Il giornalista che per primo in Italia è stato messo sotto tutela personale perché minacciato da gruppi neofascisti è di nuovo nel mirino per il suo libro ultimo libro “E’ gradita la camicia nera. Verona la città laboratorio dell’estrema destra tra l’Italia e l’Europa” (Rizzoli). Proprio a Verona nessuna sala pubblica né privata si è resa disponibile ad ospitare la presentazione di questo libro, Inspiegabile? Forse no. Abbiamo provato a capire parlandone con l’autore, che da anni indaga sul ritorno, pressoché indisturbato, dell’estrema destra.
L’ostilità di Verona (una parte della città) al libro non può essere legata solo all’odio dei fascisti verso alcune verità scomode. C’è dell’altro? Cosa?
A Verona c’è una larga zona grigia che si tiene in pancia la zona nera: la tollera, la protegge. O comunque non prende le distanze. C’è un “rito veronese” che unisce in un solo corpo estrema destra, destra istituzionale-sovranista e il mondo ultracattolico, oscurantista, reazionario, omofobo e ferocemente antiabortista. La saldatura di questi tre pezzi schiaccia nell’angolo la Verona democratica e progressista che si batte per la tutela dei diritti di tutti, la Verona aperta e solidale dell’accoglienza, del volontariato, della cooperazione. Formalmente l’estrema destra è una minoranza, è vero. Ma nel laboratorio-Verona – grazie a sponde e complicità con il Palazzo e grazie a una accettazione diffusa – gioca da protagonista e assurge a maggioranza. Credo che “È gradita la camicia nera” faccia paura perché racconta i rapporti tra neofascismo e potere politico in una città famosa nel mondo per essere la “città dell’amore”. Dietro la paura di ospitare la presentazione del libro forse ci sono anche motivi, diciamo, di opportunità: gestori di teatri, cinema e sale pubbliche si interfacciano con l’amministrazione. Se ospiti un libro scomodo per l’amministrazione non fai un buon servizio all’amministrazione. Chiaro, no? Ma sono sicuro che alla fine la Verona aperta e democratica prevarrà sulla Verona nera e la presentazione del libro sarà una risposta ferma a chi vuole silenziare il dibattito sul tema del neofascismo.

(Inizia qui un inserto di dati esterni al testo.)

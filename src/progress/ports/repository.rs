//! Repository port for per-user task records.

use crate::catalog::domain::TaskId;
use crate::progress::domain::{RecordUpdate, TaskStatus, UserId, UserTaskRecord};
use async_trait::async_trait;
use std::sync::Arc;
use thiserror::Error;

/// Result type for user task repository operations.
pub type UserTaskRepositoryResult<T> = Result<T, UserTaskRepositoryError>;

/// Persistence contract for user task records.
///
/// Implementations need not make read-modify-write sequences atomic;
/// callers that update the same (user, task) pair concurrently must
/// serialize those updates themselves.
#[cfg_attr(test, mockall::automock)]
#[async_trait]
pub trait UserTaskRepository: Send + Sync {
    /// Finds the user's record for a task.
    ///
    /// Returns `None` when the user has no record for the task.
    async fn get(
        &self,
        user_id: UserId,
        task_id: &TaskId,
    ) -> UserTaskRepositoryResult<Option<UserTaskRecord>>;

    /// Returns the user's records, optionally restricted to one status.
    ///
    /// Records are returned in creation order.
    async fn get_all(
        &self,
        user_id: UserId,
        status: Option<TaskStatus>,
    ) -> UserTaskRepositoryResult<Vec<UserTaskRecord>>;

    /// Applies a partial update, creating a `todo` record first when the
    /// user has none for the task.
    ///
    /// Returns the stored record after the update.
    async fn upsert(
        &self,
        user_id: UserId,
        task_id: &TaskId,
        update: RecordUpdate,
    ) -> UserTaskRepositoryResult<UserTaskRecord>;
}

/// Errors returned by user task repository implementations.
#[derive(Debug, Clone, Error)]
pub enum UserTaskRepositoryError {
    /// Persistence-layer failure.
    #[error("persistence error: {0}")]
    Persistence(Arc<dyn std::error::Error + Send + Sync>),
}

impl UserTaskRepositoryError {
    /// Wraps a persistence error.
    pub fn persistence(err: impl std::error::Error + Send + Sync + 'static) -> Self {
        Self::Persistence(Arc::new(err))
    }
}
//! JSON catalog directory adapter.
//!
//! Expects the following layout below the catalog root:
//!
//! ```text
//! tasks.json          base catalog document (journey phases, tasks, registries)
//! action_blocks.json  optional action blocks keyed by task identifier
//! overlays/en.json    optional overlay per locale code
//! ```
//!
//! Blocks in `action_blocks.json` replace blocks of the same task declared
//! inline in `tasks.json`.

use async_trait::async_trait;
use cap_std::{ambient_authority, fs_utf8::Dir};
use serde::{Deserialize, de::DeserializeOwned};
use std::collections::BTreeMap;
use std::io::ErrorKind;
use std::sync::Arc;

use crate::catalog::{
    domain::{ActionBlock, CatalogDocument, Locale, LocaleOverlay, TaskId},
    ports::{CatalogSource, CatalogSourceError, CatalogSourceResult},
};

const DOCUMENT_FILE: &str = "tasks.json";
const ACTION_BLOCKS_FILE: &str = "action_blocks.json";
const OVERLAY_DIR: &str = "overlays";

#[derive(Deserialize)]
struct ActionBlocksFile {
    #[serde(default)]
    action_blocks: BTreeMap<TaskId, ActionBlock>,
}

/// Catalog source reading JSON files from a directory capability.
#[derive(Debug, Clone)]
pub struct JsonCatalogSource {
    root: Arc<Dir>,
}

impl JsonCatalogSource {
    /// Wraps an already opened catalog directory.
    #[must_use]
    pub fn new(root: Dir) -> Self {
        Self {
            root: Arc::new(root),
        }
    }

    /// Opens the catalog directory at `path`.
    ///
    /// # Errors
    ///
    /// Returns [`CatalogSourceError::Io`] when the directory cannot be
    /// opened.
    pub fn open(path: &str) -> CatalogSourceResult<Self> {
        let root = Dir::open_ambient_dir(path, ambient_authority())
            .map_err(|err| CatalogSourceError::io(path, err))?;
        Ok(Self::new(root))
    }

    async fn read_json<T>(&self, location: String) -> CatalogSourceResult<Option<T>>
    where
        T: DeserializeOwned + Send + 'static,
    {
        let root = Arc::clone(&self.root);
        tokio::task::spawn_blocking(move || read_json_blocking(&root, location))
            .await
            .map_err(CatalogSourceError::unavailable)?
    }
}

fn read_json_blocking<T: DeserializeOwned>(
    root: &Dir,
    location: String,
) -> CatalogSourceResult<Option<T>> {
    let contents = match root.read_to_string(&location) {
        Ok(contents) => contents,
        Err(err) if err.kind() == ErrorKind::NotFound => return Ok(None),
        Err(err) => return Err(CatalogSourceError::io(location, err)),
    };
    serde_json::from_str(&contents)
        .map(Some)
        .map_err(|err| CatalogSourceError::malformed(location, err))
}

#[async_trait]
impl CatalogSource for JsonCatalogSource {
    async fn load_document(&self) -> CatalogSourceResult<CatalogDocument> {
        let mut document: CatalogDocument = self
            .read_json(DOCUMENT_FILE.to_owned())
            .await?
            .ok_or_else(|| {
                CatalogSourceError::io(
                    DOCUMENT_FILE,
                    std::io::Error::from(ErrorKind::NotFound),
                )
            })?;
        if let Some(file) = self
            .read_json::<ActionBlocksFile>(ACTION_BLOCKS_FILE.to_owned())
            .await?
        {
            document.action_blocks.extend(file.action_blocks);
        }
        Ok(document)
    }

    async fn load_overlay(&self, locale: Locale) -> CatalogSourceResult<Option<LocaleOverlay>> {
        self.read_json(format!("{OVERLAY_DIR}/{}.json", locale.as_str()))
            .await
    }
}
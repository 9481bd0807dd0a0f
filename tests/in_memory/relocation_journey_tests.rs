//! In-memory integration tests for a user's journey through dependent tasks.

use super::helpers::{TestService, clock, service};
use crate::test_helpers::FixedClock;
use eyre::{OptionExt, Result, ensure};
use landfall::{
    catalog::domain::{CityId, Locale, PhaseId, SubtaskId, TaskId, TaskModule},
    progress::{
        domain::{SubtaskProgress, TaskFilter, TaskMetadata, TaskStatus, UserId},
        services::{CreateDynamicTaskRequest, UpdateTaskRequest},
    },
};
use mockable::Clock;
use rstest::{fixture, rstest};
use serde_json::json;

#[fixture]
fn journey(clock: Result<FixedClock>) -> Result<(TestService, FixedClock)> {
    let frozen = clock?;
    Ok((service(frozen)?, frozen))
}

#[rstest]
#[tokio::test(flavor = "multi_thread")]
async fn completing_housing_unblocks_and_completes_registration(
    journey: Result<(TestService, FixedClock)>,
) -> Result<()> {
    let (service, clock) = journey?;
    let user = UserId::new();
    let housing = TaskId::new("find-housing")?;
    let anmeldung = TaskId::new("anmeldung")?;

    let initialised = service
        .initialize_user_tasks(user, &CityId::new("berlin")?)
        .await?;
    ensure!(initialised.len() == 2, "two critical Berlin tasks");

    let blocked = service
        .check_dependencies(user, &anmeldung, Locale::En)
        .await?
        .ok_or_eyre("anmeldung is in the catalog")?;
    ensure!(!blocked.can_complete, "housing blocks registration");

    let booked = service
        .update_task(
            user,
            &anmeldung,
            UpdateTaskRequest::new().with_subtask_progress(
                SubtaskProgress::new().with(SubtaskId::new("book_appointment")?, true),
            ),
        )
        .await?;
    ensure!(booked.status() == TaskStatus::InProgress, "got {}", booked.status());

    let shortlisted = service
        .update_task(
            user,
            &housing,
            UpdateTaskRequest::new().with_notes("Two flats shortlisted in Wedding"),
        )
        .await?;
    ensure!(
        shortlisted.status() == TaskStatus::InProgress,
        "got {}",
        shortlisted.status()
    );

    let housed = service
        .update_task_metadata(
            user,
            &housing,
            &TaskMetadata::new().with_bucket("platform_signup", json!({"wg_gesucht": true})),
        )
        .await?;
    ensure!(housed.status() == TaskStatus::Done, "got {}", housed.status());
    ensure!(housed.completed_at() == Some(clock.utc()), "housing stamped");

    let registered = service
        .update_task(user, &anmeldung, UpdateTaskRequest::new())
        .await?;
    ensure!(
        registered.status() == TaskStatus::Done,
        "linked housing task completes registration, got {}",
        registered.status()
    );

    let unblocked = service
        .check_dependencies(user, &TaskId::new("open-bank-account")?, Locale::En)
        .await?
        .ok_or_eyre("bank task is in the catalog")?;
    ensure!(unblocked.can_complete, "registration is done");
    Ok(())
}

#[rstest]
#[tokio::test(flavor = "multi_thread")]
async fn listings_render_the_requested_locale(
    journey: Result<(TestService, FixedClock)>,
) -> Result<()> {
    let (service, _) = journey?;
    let user = UserId::new();
    service
        .update_task(
            user,
            &TaskId::new("anmeldung")?,
            UpdateTaskRequest::new().with_notes("Bring the rental contract"),
        )
        .await?;
    service
        .create_dynamic_task(
            user,
            CreateDynamicTaskRequest::new("Buy a bike", "Get around Berlin")
                .with_module(TaskModule::Social),
        )
        .await?;

    let english = service
        .tasks_with_status(
            user,
            &TaskFilter::new()
                .with_locale(Locale::En)
                .with_phase(PhaseId::new("week_1")?),
        )
        .await?;
    let entry = english.first().ok_or_eyre("anmeldung is listed")?;
    ensure!(english.len() == 1, "only anmeldung is in week_1");
    ensure!(entry.task.title() == "Register your address", "english title");
    let record = entry.record.as_ref().ok_or_eyre("record attached")?;
    ensure!(record.status() == TaskStatus::InProgress, "notes started the task");

    let munich = service
        .tasks_with_status(user, &TaskFilter::new().with_city(CityId::new("munich")?))
        .await?;
    let titles: Vec<&str> = munich.iter().map(|entry| entry.task.title()).collect();
    ensure!(
        titles == ["find-housing title", "open-bank-account title", "Buy a bike"],
        "got {titles:?}"
    );
    Ok(())
}

#[rstest]
#[tokio::test(flavor = "multi_thread")]
async fn unknown_tasks_are_reported_as_missing(
    journey: Result<(TestService, FixedClock)>,
) -> Result<()> {
    let (service, _) = journey?;
    let user = UserId::new();
    let unknown = TaskId::new("learn-german")?;

    ensure!(
        service
            .check_dependencies(user, &unknown, Locale::Tr)
            .await?
            .is_none(),
        "unknown tasks have no dependency report"
    );
    ensure!(
        service.record(user, &unknown).await?.is_none(),
        "no record before any update"
    );
    Ok(())
}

Autorevoli commentatori e colleghi giornalisti tendono a minimizzare lo spettro del neofascismo, che idea ti sei fatto? Perché?
Li chiamo i sottovalutatori di professione. A volte lo fanno per miopia, a volte per ignoranza – nel senso che del neofascismo sanno poco e non sembrano interessati a studiarlo e analizzarlo -, a volte perché non si rendono conto che minimizzando e sottovalutando fanno un grande favore ai fascisti. La cui prima regola è: i fascisti non esistono. Oggi se minimizzi e banalizzi diventi complice. Alcuni continuano a farlo anche dopo l’assalto alla sede della Cgil. Siamo ormai nella sfera del surreale. Per anni mi hanno detto che ero pazzo e che i fascisti non esistevano più. Il 9 ottobre qualcuno si è accorto che i fascisti esistono e, pensa un po’, che sono persino squadristi e eversivi… L’indifferenza e il silenzio sono i migliori complici dei fascisti del terzo millennio.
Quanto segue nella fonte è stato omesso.